WHAT IS NEEDED
Take each line of the records below that contains the string "StatusCode" and copy it.

──────────────────────────────

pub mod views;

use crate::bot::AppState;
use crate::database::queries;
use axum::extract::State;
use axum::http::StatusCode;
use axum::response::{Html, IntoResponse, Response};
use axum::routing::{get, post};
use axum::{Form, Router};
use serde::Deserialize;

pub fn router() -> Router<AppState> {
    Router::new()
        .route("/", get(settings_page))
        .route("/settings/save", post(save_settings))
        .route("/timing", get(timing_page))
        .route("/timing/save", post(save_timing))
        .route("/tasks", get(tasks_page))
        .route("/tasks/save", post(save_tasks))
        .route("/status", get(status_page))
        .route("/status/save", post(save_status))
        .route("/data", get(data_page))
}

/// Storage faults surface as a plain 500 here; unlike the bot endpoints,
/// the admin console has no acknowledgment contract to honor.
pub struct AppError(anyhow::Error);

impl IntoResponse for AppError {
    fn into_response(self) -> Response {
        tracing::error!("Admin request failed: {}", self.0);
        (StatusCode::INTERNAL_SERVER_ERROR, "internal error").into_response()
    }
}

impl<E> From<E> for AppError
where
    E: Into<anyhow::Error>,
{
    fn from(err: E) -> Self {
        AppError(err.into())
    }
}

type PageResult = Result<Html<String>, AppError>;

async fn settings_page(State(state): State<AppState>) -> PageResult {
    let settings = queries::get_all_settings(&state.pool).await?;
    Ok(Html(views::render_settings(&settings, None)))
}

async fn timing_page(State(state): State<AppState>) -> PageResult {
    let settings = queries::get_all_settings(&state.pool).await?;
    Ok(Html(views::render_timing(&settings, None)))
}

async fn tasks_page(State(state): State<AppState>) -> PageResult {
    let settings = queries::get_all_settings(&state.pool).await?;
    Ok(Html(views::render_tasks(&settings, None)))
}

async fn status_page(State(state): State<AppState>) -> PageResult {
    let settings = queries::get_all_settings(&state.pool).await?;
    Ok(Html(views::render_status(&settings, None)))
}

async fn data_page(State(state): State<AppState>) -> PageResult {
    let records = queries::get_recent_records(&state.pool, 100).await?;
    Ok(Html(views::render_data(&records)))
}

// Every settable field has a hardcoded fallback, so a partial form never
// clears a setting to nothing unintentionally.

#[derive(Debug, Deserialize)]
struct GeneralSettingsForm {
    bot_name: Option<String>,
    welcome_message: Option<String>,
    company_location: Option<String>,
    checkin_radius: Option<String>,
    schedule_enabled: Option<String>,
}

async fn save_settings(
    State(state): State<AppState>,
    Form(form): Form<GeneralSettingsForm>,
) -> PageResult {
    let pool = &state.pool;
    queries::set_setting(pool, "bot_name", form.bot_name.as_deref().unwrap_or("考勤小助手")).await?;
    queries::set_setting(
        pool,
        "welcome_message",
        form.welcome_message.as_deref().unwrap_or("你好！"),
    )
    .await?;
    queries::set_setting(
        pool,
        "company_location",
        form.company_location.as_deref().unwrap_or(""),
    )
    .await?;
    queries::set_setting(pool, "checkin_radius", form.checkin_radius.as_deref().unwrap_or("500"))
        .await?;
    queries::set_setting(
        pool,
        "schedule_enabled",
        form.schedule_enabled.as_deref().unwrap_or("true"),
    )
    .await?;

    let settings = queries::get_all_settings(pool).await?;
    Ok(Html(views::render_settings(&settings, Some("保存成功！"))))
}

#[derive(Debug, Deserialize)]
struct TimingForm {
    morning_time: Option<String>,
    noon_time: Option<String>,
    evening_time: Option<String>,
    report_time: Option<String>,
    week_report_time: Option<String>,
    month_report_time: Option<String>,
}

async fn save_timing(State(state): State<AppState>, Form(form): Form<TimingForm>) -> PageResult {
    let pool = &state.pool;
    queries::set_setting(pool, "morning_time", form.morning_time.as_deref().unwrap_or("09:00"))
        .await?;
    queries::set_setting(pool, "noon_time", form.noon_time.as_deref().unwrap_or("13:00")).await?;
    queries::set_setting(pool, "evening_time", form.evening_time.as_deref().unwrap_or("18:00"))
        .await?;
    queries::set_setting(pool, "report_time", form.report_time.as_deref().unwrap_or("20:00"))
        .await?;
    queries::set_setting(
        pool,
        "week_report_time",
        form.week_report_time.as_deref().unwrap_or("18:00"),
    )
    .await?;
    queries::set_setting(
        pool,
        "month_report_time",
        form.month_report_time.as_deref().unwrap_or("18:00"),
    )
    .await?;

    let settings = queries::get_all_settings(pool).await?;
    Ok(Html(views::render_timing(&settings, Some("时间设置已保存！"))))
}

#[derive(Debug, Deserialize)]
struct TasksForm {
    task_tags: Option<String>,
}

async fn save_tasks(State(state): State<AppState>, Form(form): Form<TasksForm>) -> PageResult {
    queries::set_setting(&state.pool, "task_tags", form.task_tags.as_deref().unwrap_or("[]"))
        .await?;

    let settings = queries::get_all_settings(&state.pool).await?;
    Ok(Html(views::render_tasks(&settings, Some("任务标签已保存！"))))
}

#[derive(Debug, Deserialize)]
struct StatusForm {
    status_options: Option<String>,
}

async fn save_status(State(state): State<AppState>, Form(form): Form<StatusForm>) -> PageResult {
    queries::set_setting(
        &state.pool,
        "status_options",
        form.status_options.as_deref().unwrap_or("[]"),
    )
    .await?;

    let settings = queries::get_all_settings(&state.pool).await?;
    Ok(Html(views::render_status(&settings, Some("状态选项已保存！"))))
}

──────────────────────────────

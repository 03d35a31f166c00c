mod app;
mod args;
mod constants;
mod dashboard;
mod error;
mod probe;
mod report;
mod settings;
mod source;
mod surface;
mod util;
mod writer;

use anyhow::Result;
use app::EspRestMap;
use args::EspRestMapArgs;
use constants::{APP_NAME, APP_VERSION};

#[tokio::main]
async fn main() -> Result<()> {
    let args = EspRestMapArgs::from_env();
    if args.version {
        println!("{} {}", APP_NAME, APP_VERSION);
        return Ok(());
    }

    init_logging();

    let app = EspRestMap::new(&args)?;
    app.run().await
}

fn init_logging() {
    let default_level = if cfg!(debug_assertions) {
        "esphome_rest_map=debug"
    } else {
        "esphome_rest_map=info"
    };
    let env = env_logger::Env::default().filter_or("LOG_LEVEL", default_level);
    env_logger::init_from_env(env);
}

──────────────────────────────

COMPLETED TASK
use axum::http::StatusCode;
        (StatusCode::INTERNAL_SERVER_ERROR, "internal error").into_response()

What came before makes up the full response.